//! Retriever backed by a vector-store server.
//!
//! ```text
//! POST {base}/query       {"query": "...", "k": 5, "filter": "company_name == `Apple`"}
//!                      -> {"documents": [{"id": ..., "content": ..., "metadata": {...}, "score": 0.82}]}
//! GET  {base}/statistics  -> backend-defined object
//! ```

use async_trait::async_trait;
use reqwest::Client;
use serde::{Deserialize, Serialize};
use serde_json::Value;
use std::time::Duration;
use tracing::debug;

use super::{MetadataFilter, Retriever};
use crate::document::Document;
use crate::error::{FinragError, Result};

#[derive(Debug, Serialize)]
struct QueryRequest<'a> {
    query: &'a str,
    k: usize,
    #[serde(skip_serializing_if = "Option::is_none")]
    filter: Option<String>,
}

#[derive(Debug, Deserialize)]
struct QueryResponse {
    #[serde(default)]
    documents: Vec<Document>,
}

#[derive(Debug, Clone)]
pub struct HttpRetriever {
    client: Client,
    base_url: String,
    timeout: Duration,
}

impl HttpRetriever {
    pub fn new(base_url: impl Into<String>, timeout: Duration) -> Result<Self> {
        let client = Client::builder().timeout(timeout).build()?;
        Ok(Self {
            client,
            base_url: base_url.into().trim_end_matches('/').to_string(),
            timeout,
        })
    }

    pub fn base_url(&self) -> &str {
        &self.base_url
    }

    fn map_error(&self, err: reqwest::Error) -> FinragError {
        if err.is_timeout() {
            FinragError::RetrieverTimeout(self.timeout.as_secs())
        } else {
            FinragError::Retrieval(format!("{}: {err}", self.base_url))
        }
    }

    async fn check(&self, response: reqwest::Response) -> Result<reqwest::Response> {
        let status = response.status();
        if status.is_success() {
            return Ok(response);
        }
        let body = response.text().await.unwrap_or_default();
        Err(FinragError::Retrieval(format!(
            "{} returned {status}: {body}",
            self.base_url
        )))
    }
}

#[async_trait]
impl Retriever for HttpRetriever {
    async fn query(&self, text: &str, k: usize, filter: Option<&MetadataFilter>) -> Result<Vec<Document>> {
        let request = QueryRequest {
            query: text,
            k,
            filter: filter.map(ToString::to_string),
        };
        debug!(url = %self.base_url, k, filter = ?request.filter, "vector store query");

        let response = self
            .client
            .post(format!("{}/query", self.base_url))
            .json(&request)
            .send()
            .await
            .map_err(|e| self.map_error(e))?;
        let response = self.check(response).await?;
        let body: QueryResponse = response.json().await.map_err(|e| self.map_error(e))?;

        let mut documents = body.documents;
        documents.truncate(k);
        Ok(documents)
    }

    async fn statistics(&self) -> Result<Value> {
        let response = self
            .client
            .get(format!("{}/statistics", self.base_url))
            .send()
            .await
            .map_err(|e| self.map_error(e))?;
        let response = self.check(response).await?;
        response.json().await.map_err(|e| self.map_error(e))
    }
}
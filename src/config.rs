//! Engine tunables.
//!
//! Every field has a default matching the stock board behavior. The host
//! can override them from JSON (e.g. a `data-config` attribute) or, in native
//! builds, from `DROPBOARD_*` environment variables.

#[cfg(test)]
#[path = "config_test.rs"]
mod config_test;

use serde::Deserialize;

use crate::consts::{DELETE_RADIUS_PX, HANDLE_RADIUS_PX, MIN_IMAGE_SIZE, ZOOM_FACTOR, ZOOM_MAX, ZOOM_MIN};
use crate::error::CanvasError;

#[derive(Debug, Clone, Copy, PartialEq, Deserialize)]
#[serde(default)]
pub struct EngineConfig {
    /// Scale multiplier per wheel notch. Must be greater than 1.
    pub zoom_factor: f64,
    /// Floor for placed-image width and height, in canvas units.
    pub min_size: f64,
    /// Lowest reachable viewport scale.
    pub min_scale: f64,
    /// Highest reachable viewport scale.
    pub max_scale: f64,
    /// Resize handle hit radius in screen pixels.
    pub handle_radius_px: f64,
    /// Delete control radius in screen pixels.
    pub delete_radius_px: f64,
    /// Corner handles preserve the aspect ratio (shift inverts).
    pub keep_ratio: bool,
}

impl Default for EngineConfig {
    fn default() -> Self {
        Self {
            zoom_factor: ZOOM_FACTOR,
            min_size: MIN_IMAGE_SIZE,
            min_scale: ZOOM_MIN,
            max_scale: ZOOM_MAX,
            handle_radius_px: HANDLE_RADIUS_PX,
            delete_radius_px: DELETE_RADIUS_PX,
            keep_ratio: true,
        }
    }
}

impl EngineConfig {
    /// Parse a JSON object; absent keys keep their defaults.
    ///
    /// # Errors
    ///
    /// Returns `ConfigParse` for malformed JSON and `InvalidConfig` if the
    /// parsed values fail [`EngineConfig::validate`].
    pub fn from_json(json: &str) -> Result<Self, CanvasError> {
        let config: Self = serde_json::from_str(json)?;
        config.validate()?;
        Ok(config)
    }

    /// Read overrides from `DROPBOARD_*` environment variables. Unset or
    /// unparsable variables fall back to the default for that key.
    #[must_use]
    pub fn from_env() -> Self {
        let defaults = Self::default();
        Self {
            zoom_factor: env_parse("DROPBOARD_ZOOM_FACTOR", defaults.zoom_factor),
            min_size: env_parse("DROPBOARD_MIN_SIZE", defaults.min_size),
            min_scale: env_parse("DROPBOARD_MIN_SCALE", defaults.min_scale),
            max_scale: env_parse("DROPBOARD_MAX_SCALE", defaults.max_scale),
            handle_radius_px: env_parse("DROPBOARD_HANDLE_RADIUS_PX", defaults.handle_radius_px),
            delete_radius_px: env_parse("DROPBOARD_DELETE_RADIUS_PX", defaults.delete_radius_px),
            keep_ratio: env_parse("DROPBOARD_KEEP_RATIO", defaults.keep_ratio),
        }
    }

    /// Check that every value is usable by the engine.
    ///
    /// # Errors
    ///
    /// Returns `InvalidConfig` naming the first offending field.
    pub fn validate(&self) -> Result<(), CanvasError> {
        if !(self.zoom_factor.is_finite() && self.zoom_factor > 1.0) {
            return Err(CanvasError::InvalidConfig(format!("zoom_factor must be > 1, got {}", self.zoom_factor)));
        }
        if !(self.min_size.is_finite() && self.min_size > 0.0) {
            return Err(CanvasError::InvalidConfig(format!("min_size must be > 0, got {}", self.min_size)));
        }
        if !(self.min_scale.is_finite() && self.min_scale > 0.0) {
            return Err(CanvasError::InvalidConfig(format!("min_scale must be > 0, got {}", self.min_scale)));
        }
        if !(self.max_scale.is_finite() && self.max_scale >= self.min_scale) {
            return Err(CanvasError::InvalidConfig(format!(
                "max_scale must be >= min_scale ({}), got {}",
                self.min_scale, self.max_scale
            )));
        }
        if self.handle_radius_px < 0.0 || self.delete_radius_px < 0.0 {
            return Err(CanvasError::InvalidConfig("handle radii must be non-negative".into()));
        }
        Ok(())
    }
}

fn env_parse<T>(key: &str, default: T) -> T
where
    T: std::str::FromStr + Copy,
{
    match std::env::var(key) {
        Ok(v) => v.parse::<T>().unwrap_or(default),
        Err(_) => default,
    }
}
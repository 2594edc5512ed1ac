//! Rendering: projects engine state into a [`Scene`] and paints it to a 2D context.
//!
//! [`build_scene`] is a pure function of the registry, selection, viewport and
//! active gesture. [`draw`] is the only place that touches
//! [`web_sys::CanvasRenderingContext2d`]; it never mutates application state.
//!
//! All fallible `Canvas2D` calls propagate errors via `Result<(), JsValue>`.
//! The top-level caller ([`crate::engine::Engine::render`]) handles the result.

#[cfg(test)]
#[path = "render_test.rs"]
mod render_test;

use std::collections::HashMap;
use std::f64::consts::PI;

use wasm_bindgen::JsValue;
use web_sys::{CanvasRenderingContext2d, HtmlImageElement};

use crate::engine::EngineCore;
use crate::hit::{self, ResizeAnchor};
use crate::registry::{AssetRef, Bounds, ObjectId};
use crate::viewport::{Point, Viewport};

const SELECTION_STROKE: &str = "#0099FF";
const HANDLE_FILL: &str = "#FFFFFF";
const DELETE_FILL: &str = "red";

/// One image to draw, in canvas coordinates.
#[derive(Debug, Clone, PartialEq)]
pub struct SceneImage {
    pub id: ObjectId,
    pub asset: AssetRef,
    /// Draw order; equals the record's registry index.
    pub index: usize,
    /// Top-left corner, i.e. center minus half the size.
    pub x: f64,
    pub y: f64,
    pub width: f64,
    pub height: f64,
}

/// Affordances drawn around the selected image, in canvas coordinates.
#[derive(Debug, Clone, PartialEq)]
pub struct SelectionOverlay {
    pub id: ObjectId,
    pub outline: Bounds,
    /// Resize handle centers, in [`ResizeAnchor::ALL`] order.
    pub handles: Vec<Point>,
    /// Handle radius converted to canvas units.
    pub handle_radius: f64,
    pub delete_center: Point,
    pub delete_radius: f64,
}

/// Everything needed to paint one frame.
#[derive(Debug, Clone, PartialEq)]
pub struct Scene {
    pub viewport: Viewport,
    pub images: Vec<SceneImage>,
    pub overlay: Option<SelectionOverlay>,
}

/// Project engine state into a scene. Images whose asset has not loaded are
/// left out; gesture previews replace the committed box of the image being
/// dragged or resized.
#[must_use]
pub fn build_scene(core: &EngineCore) -> Scene {
    let viewport = core.viewport;
    let selected = core.ui.selection.selected();
    let mut overlay = None;

    let images = core
        .registry
        .iter()
        .enumerate()
        .filter_map(|(index, record)| {
            let bounds = core.input.preview(&record.id, record.bounds()?);
            if selected == Some(record.id) {
                overlay = Some(selection_overlay(record.id, &bounds, &viewport, core));
            }
            Some(SceneImage {
                id: record.id,
                asset: record.asset.clone(),
                index,
                x: bounds.left(),
                y: bounds.top(),
                width: bounds.size.width,
                height: bounds.size.height,
            })
        })
        .collect();

    Scene { viewport, images, overlay }
}

fn selection_overlay(id: ObjectId, bounds: &Bounds, viewport: &Viewport, core: &EngineCore) -> SelectionOverlay {
    SelectionOverlay {
        id,
        outline: *bounds,
        handles: ResizeAnchor::ALL.iter().map(|a| a.point_on(bounds)).collect(),
        handle_radius: viewport.screen_dist_to_canvas(core.config.handle_radius_px),
        delete_center: hit::delete_handle_point(bounds, viewport),
        delete_radius: viewport.screen_dist_to_canvas(core.config.delete_radius_px),
    }
}

/// Paint a scene.
///
/// `viewport_w` and `viewport_h` are in CSS pixels. `dpr` is the device pixel ratio.
/// Images whose element is not in `images` yet are skipped.
///
/// # Errors
///
/// Returns `Err` if any `Canvas2D` call fails (e.g. invalid context state).
pub fn draw(
    ctx: &CanvasRenderingContext2d,
    scene: &Scene,
    images: &HashMap<AssetRef, HtmlImageElement>,
    viewport_w: f64,
    viewport_h: f64,
    dpr: f64,
) -> Result<(), JsValue> {
    // Layer 1: clear and set up transforms.
    ctx.set_transform(dpr, 0.0, 0.0, dpr, 0.0, 0.0)?;
    ctx.clear_rect(0.0, 0.0, viewport_w, viewport_h);
    ctx.translate(scene.viewport.offset.x, scene.viewport.offset.y)?;
    ctx.scale(scene.viewport.scale, scene.viewport.scale)?;

    // Layer 2: images in registry order (bottom first).
    for item in &scene.images {
        if let Some(element) = images.get(&item.asset) {
            ctx.draw_image_with_html_image_element_and_dw_and_dh(element, item.x, item.y, item.width, item.height)?;
        }
    }

    // Layer 3: selection UI.
    if let Some(overlay) = &scene.overlay {
        draw_overlay(ctx, overlay, scene.viewport.scale)?;
    }

    Ok(())
}

fn draw_overlay(ctx: &CanvasRenderingContext2d, overlay: &SelectionOverlay, scale: f64) -> Result<(), JsValue> {
    let px = 1.0 / scale;
    let outline = &overlay.outline;

    ctx.save();
    ctx.set_stroke_style_str(SELECTION_STROKE);
    ctx.set_line_width(px);
    ctx.stroke_rect(outline.left(), outline.top(), outline.size.width, outline.size.height);

    // Square handles, constant size on screen.
    let half = overlay.handle_radius / 2.0;
    ctx.set_fill_style_str(HANDLE_FILL);
    for h in &overlay.handles {
        ctx.fill_rect(h.x - half, h.y - half, half * 2.0, half * 2.0);
        ctx.stroke_rect(h.x - half, h.y - half, half * 2.0, half * 2.0);
    }

    // Delete control: red disc with a white cross.
    let c = overlay.delete_center;
    let r = overlay.delete_radius;
    ctx.begin_path();
    ctx.arc(c.x, c.y, r, 0.0, 2.0 * PI)?;
    ctx.set_fill_style_str(DELETE_FILL);
    ctx.fill();

    let arm = r * 0.45;
    ctx.begin_path();
    ctx.move_to(c.x - arm, c.y - arm);
    ctx.line_to(c.x + arm, c.y + arm);
    ctx.move_to(c.x + arm, c.y - arm);
    ctx.line_to(c.x - arm, c.y + arm);
    ctx.set_stroke_style_str(HANDLE_FILL);
    ctx.set_line_width(2.0 * px);
    ctx.stroke();

    ctx.restore();
    Ok(())
}
use crate::assets::AssetCache;
use crate::config::EngineConfig;
use crate::error::CanvasError;
use crate::hit::{self, Hit, HitPart, ResizeAnchor};
use crate::input::{Button, Cursor, InputState, Key, Modifiers, UiState, WheelDelta};
use crate::registry::{AssetRef, Bounds, ObjectId, PlacedImage, Registry, Size};
use crate::render;
use crate::viewport::{Point, Viewport};

#[cfg(test)]
#[path = "engine_test.rs"]
mod engine_test;

/// Actions returned from input handlers for the host to process.
#[derive(Debug, Clone, PartialEq)]
pub enum Action {
    ObjectCreated(PlacedImage),
    ObjectUpdated(PlacedImage),
    ObjectDeleted { id: ObjectId },
    SelectionChanged(Option<ObjectId>),
    /// Fetch and decode this asset, then call `on_asset_loaded`.
    LoadAsset(AssetRef),
    SetCursor(Cursor),
    /// Suppress the browser's default handling of the current event.
    PreventDefault,
    RenderNeeded,
}

/// Callback receiving every action the engine emits.
pub type Observer = Box<dyn FnMut(&Action)>;

/// Core engine state — all logic that doesn't depend on the canvas element.
///
/// Separated from `Engine` so it can be tested without WASM/browser dependencies.
pub struct EngineCore {
    pub registry: Registry,
    pub viewport: Viewport,
    pub ui: UiState,
    pub input: InputState,
    pub assets: AssetCache,
    pub config: EngineConfig,
    pub viewport_width: f64,
    pub viewport_height: f64,
    pub dpr: f64,
    observer: Option<Observer>,
}

impl Default for EngineCore {
    fn default() -> Self {
        Self {
            registry: Registry::new(),
            viewport: Viewport::default(),
            ui: UiState::default(),
            input: InputState::default(),
            assets: AssetCache::new(),
            config: EngineConfig::default(),
            viewport_width: 0.0,
            viewport_height: 0.0,
            dpr: 1.0,
            observer: None,
        }
    }
}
——————————
Task directions:
Repeat the material above exactly, beginning with its first line and ending with the line that holds "use serde_json::Value;", and leave out everything else.

Reply:
//! Retriever backed by a vector-store server.
//!
//! ```text
//! POST {base}/query       {"query": "...", "k": 5, "filter": "company_name == `Apple`"}
//!                      -> {"documents": [{"id": ..., "content": ..., "metadata": {...}, "score": 0.82}]}
//! GET  {base}/statistics  -> backend-defined object
//! ```

use async_trait::async_trait;
use reqwest::Client;
use serde::{Deserialize, Serialize};
use serde_json::Value;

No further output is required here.